What is needed: Count every line in the following entries where the word "idle" appears. Give the count alone.

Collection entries

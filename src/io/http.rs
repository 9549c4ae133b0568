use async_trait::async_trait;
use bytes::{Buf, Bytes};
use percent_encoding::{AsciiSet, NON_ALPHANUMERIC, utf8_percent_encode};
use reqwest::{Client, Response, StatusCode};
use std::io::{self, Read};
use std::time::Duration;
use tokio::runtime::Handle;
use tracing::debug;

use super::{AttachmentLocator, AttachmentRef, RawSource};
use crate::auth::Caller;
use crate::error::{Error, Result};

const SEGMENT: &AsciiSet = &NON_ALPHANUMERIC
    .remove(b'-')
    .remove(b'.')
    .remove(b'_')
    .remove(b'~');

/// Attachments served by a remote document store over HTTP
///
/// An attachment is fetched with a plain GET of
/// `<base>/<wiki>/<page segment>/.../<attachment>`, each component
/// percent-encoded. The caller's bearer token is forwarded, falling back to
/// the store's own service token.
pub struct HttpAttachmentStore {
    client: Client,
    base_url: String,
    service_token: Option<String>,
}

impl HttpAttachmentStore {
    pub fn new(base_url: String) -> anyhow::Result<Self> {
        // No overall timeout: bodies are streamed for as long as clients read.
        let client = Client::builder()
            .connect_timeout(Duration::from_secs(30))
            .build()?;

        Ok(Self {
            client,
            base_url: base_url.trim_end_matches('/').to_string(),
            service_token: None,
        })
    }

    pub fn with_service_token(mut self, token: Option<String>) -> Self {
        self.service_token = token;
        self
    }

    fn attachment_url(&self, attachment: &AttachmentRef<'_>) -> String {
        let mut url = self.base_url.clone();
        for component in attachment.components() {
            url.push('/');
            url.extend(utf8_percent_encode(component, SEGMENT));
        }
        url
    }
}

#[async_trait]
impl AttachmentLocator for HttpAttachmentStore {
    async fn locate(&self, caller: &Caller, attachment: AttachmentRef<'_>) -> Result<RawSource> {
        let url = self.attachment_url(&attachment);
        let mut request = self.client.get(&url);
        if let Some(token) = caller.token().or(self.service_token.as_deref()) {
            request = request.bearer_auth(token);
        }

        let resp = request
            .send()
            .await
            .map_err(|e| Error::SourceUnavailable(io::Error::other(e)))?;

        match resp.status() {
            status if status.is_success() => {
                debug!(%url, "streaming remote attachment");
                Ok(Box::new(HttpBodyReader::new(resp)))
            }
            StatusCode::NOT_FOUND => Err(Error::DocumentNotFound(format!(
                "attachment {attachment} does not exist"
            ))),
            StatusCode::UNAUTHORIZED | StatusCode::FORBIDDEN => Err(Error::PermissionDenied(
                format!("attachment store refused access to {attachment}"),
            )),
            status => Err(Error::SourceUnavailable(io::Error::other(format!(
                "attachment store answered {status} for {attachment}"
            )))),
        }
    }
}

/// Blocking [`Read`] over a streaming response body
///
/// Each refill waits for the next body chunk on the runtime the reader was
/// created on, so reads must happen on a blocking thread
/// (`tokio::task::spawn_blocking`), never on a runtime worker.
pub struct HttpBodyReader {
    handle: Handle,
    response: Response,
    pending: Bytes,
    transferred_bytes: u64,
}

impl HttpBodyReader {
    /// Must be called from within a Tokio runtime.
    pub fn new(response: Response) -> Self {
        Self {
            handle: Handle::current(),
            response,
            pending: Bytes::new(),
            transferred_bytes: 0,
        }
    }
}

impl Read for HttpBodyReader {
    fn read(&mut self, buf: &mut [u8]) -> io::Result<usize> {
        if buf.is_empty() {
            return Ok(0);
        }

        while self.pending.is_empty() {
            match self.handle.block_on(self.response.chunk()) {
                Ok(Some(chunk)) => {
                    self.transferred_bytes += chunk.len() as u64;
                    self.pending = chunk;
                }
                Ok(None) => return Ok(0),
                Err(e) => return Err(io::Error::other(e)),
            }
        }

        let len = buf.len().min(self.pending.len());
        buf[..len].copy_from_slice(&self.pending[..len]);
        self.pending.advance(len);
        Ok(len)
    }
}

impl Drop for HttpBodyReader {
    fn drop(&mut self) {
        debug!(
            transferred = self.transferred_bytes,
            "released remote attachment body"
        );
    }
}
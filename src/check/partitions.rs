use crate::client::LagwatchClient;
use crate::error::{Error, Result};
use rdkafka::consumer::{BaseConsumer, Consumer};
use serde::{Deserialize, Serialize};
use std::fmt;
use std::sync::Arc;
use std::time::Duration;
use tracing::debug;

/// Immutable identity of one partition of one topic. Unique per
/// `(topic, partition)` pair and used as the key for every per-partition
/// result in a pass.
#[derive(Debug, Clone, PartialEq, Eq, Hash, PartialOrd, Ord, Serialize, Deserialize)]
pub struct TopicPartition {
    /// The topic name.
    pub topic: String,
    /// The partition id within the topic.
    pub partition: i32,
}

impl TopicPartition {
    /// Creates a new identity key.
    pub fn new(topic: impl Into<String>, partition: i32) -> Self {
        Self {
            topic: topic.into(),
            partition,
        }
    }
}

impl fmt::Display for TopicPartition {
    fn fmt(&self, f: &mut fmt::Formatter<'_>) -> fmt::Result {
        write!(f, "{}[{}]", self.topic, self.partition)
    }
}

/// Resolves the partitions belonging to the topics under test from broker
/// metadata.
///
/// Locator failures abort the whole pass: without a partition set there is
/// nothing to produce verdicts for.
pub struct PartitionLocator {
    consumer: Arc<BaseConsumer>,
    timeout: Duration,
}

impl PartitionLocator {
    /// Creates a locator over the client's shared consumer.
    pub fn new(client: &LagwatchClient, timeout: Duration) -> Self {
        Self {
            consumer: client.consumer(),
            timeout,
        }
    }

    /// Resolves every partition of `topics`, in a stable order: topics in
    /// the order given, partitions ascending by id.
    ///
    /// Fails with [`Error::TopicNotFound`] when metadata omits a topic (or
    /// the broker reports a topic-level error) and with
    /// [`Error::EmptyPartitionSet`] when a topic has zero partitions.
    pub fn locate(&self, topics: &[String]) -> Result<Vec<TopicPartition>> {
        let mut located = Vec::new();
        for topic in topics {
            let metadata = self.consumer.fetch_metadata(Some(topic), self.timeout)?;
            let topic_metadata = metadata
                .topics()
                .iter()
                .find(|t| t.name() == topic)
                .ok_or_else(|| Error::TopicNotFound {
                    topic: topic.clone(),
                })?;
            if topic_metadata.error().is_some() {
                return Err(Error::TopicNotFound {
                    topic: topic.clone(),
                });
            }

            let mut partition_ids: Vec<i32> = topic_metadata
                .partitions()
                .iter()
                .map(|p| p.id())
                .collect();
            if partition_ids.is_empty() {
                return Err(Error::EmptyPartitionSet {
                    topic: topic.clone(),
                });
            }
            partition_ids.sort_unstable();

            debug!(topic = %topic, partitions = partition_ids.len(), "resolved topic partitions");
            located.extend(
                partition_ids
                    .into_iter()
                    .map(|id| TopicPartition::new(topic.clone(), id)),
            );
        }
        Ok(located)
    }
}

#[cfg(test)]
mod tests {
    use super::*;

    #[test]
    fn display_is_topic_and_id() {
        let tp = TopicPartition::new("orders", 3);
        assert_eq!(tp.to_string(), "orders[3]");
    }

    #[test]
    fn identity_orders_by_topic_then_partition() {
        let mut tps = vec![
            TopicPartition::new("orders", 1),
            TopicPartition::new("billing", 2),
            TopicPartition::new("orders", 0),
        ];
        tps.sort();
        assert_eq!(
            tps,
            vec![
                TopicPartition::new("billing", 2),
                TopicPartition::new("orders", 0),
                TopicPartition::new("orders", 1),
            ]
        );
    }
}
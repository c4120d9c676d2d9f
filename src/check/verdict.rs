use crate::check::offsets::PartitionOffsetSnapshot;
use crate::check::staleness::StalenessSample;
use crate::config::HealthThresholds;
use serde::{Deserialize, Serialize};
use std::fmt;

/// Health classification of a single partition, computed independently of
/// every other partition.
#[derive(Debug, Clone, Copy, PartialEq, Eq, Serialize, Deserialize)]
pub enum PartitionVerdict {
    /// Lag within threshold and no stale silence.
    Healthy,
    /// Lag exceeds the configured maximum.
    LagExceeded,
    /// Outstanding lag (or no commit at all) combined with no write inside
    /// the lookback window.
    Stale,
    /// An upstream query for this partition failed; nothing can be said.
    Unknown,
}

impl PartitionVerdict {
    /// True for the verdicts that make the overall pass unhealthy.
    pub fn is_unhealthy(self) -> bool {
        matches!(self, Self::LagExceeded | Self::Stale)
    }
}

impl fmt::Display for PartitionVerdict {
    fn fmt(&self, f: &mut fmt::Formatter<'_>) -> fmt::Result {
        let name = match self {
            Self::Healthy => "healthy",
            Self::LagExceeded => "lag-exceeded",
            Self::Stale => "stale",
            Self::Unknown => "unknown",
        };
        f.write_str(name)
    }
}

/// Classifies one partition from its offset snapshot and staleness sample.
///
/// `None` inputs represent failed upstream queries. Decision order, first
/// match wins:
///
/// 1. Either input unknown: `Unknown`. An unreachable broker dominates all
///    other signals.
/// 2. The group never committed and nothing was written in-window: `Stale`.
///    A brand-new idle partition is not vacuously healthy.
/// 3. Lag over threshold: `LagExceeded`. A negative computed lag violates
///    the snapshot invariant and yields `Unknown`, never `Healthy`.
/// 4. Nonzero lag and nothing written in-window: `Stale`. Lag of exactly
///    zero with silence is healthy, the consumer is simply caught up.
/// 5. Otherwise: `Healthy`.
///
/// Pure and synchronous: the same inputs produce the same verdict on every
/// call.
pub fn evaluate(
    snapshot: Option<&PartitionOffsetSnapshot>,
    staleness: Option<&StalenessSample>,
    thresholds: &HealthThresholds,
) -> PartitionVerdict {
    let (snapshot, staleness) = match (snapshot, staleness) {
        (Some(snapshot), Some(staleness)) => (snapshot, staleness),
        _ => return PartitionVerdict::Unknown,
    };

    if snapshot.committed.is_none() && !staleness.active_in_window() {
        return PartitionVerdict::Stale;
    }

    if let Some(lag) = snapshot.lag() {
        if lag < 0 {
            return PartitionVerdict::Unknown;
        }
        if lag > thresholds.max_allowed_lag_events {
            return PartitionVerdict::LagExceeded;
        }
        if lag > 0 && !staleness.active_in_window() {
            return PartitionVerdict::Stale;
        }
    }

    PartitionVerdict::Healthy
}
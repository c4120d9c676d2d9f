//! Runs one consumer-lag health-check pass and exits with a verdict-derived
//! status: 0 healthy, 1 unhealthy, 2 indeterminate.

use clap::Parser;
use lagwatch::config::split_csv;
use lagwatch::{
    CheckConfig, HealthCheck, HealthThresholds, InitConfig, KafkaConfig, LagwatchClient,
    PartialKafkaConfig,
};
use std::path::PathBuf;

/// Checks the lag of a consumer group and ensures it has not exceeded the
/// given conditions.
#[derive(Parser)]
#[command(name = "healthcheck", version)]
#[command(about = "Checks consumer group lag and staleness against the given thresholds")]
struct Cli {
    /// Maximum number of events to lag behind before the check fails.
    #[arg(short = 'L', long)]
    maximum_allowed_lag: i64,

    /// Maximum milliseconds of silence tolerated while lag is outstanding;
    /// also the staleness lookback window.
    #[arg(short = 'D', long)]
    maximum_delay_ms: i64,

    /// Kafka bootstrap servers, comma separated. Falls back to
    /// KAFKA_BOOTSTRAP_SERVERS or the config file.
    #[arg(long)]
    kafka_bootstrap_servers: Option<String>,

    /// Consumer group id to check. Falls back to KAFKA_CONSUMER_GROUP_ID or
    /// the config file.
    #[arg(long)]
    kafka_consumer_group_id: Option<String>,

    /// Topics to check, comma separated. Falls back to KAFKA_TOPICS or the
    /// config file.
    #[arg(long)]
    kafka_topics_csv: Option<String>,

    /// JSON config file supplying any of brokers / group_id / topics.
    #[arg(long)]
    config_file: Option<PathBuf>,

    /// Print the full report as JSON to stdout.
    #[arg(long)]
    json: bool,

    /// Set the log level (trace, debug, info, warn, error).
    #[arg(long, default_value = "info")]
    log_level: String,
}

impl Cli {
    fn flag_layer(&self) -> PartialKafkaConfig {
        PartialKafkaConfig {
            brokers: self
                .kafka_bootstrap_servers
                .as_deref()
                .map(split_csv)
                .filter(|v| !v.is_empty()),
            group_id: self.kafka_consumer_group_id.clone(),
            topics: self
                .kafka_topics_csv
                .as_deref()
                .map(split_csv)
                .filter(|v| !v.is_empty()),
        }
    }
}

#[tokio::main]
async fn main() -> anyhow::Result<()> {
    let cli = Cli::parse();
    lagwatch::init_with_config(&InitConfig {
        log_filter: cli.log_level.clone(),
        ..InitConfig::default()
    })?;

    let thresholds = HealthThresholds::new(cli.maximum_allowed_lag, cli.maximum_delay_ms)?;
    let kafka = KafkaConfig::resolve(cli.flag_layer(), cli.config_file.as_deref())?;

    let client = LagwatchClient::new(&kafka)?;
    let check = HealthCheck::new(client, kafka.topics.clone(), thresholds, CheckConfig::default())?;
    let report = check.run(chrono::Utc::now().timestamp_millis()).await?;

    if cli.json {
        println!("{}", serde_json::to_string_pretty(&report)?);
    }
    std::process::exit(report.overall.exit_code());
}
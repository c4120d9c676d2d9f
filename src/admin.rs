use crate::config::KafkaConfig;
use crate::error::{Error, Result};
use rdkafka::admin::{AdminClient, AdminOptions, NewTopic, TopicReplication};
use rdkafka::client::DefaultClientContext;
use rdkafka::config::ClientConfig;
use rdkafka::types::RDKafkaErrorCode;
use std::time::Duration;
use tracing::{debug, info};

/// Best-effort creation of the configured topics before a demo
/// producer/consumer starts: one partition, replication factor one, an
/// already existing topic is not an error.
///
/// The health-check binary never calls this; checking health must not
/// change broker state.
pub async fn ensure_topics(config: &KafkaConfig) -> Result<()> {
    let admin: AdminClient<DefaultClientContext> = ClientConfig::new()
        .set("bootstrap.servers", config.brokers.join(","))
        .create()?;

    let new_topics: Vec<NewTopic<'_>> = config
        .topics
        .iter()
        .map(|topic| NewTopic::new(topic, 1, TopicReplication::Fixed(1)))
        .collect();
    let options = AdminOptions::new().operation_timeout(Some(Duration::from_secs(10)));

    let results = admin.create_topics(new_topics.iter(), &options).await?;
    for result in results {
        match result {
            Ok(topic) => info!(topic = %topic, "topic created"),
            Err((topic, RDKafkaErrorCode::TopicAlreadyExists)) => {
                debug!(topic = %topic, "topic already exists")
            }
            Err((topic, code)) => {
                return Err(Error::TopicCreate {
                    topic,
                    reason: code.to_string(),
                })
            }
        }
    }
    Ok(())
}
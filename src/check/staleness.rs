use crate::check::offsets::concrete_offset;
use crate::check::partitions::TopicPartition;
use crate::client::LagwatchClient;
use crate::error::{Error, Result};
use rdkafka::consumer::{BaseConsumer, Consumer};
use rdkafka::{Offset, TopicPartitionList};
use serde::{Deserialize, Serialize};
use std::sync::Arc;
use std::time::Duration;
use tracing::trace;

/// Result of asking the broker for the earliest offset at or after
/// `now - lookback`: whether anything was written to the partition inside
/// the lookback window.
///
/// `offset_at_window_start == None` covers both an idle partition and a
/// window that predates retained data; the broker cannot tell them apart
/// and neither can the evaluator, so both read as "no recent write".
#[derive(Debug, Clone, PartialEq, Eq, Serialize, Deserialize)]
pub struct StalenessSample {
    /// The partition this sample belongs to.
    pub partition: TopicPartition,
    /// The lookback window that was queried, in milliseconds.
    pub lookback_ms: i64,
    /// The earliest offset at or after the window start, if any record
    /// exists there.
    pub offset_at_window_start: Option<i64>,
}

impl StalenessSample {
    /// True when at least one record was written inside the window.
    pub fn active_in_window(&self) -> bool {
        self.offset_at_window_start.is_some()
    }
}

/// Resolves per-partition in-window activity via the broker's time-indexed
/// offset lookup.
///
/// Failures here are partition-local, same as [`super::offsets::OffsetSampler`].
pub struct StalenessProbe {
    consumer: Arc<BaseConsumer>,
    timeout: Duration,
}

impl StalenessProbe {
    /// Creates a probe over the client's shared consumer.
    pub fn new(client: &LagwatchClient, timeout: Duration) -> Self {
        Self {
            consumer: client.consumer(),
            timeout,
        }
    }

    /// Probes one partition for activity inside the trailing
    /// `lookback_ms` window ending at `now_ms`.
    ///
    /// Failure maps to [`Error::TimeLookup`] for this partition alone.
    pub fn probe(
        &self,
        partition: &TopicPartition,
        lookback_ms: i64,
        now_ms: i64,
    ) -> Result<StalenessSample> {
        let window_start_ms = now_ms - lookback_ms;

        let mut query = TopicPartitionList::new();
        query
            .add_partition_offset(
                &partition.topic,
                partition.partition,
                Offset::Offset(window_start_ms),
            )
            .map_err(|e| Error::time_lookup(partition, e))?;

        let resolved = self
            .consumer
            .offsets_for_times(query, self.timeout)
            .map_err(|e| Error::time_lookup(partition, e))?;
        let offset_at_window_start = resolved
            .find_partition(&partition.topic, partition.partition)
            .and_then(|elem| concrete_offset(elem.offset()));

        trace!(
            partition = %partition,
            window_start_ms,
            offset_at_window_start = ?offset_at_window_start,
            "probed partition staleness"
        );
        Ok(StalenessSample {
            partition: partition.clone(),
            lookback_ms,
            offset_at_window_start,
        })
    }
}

Exercise result: 2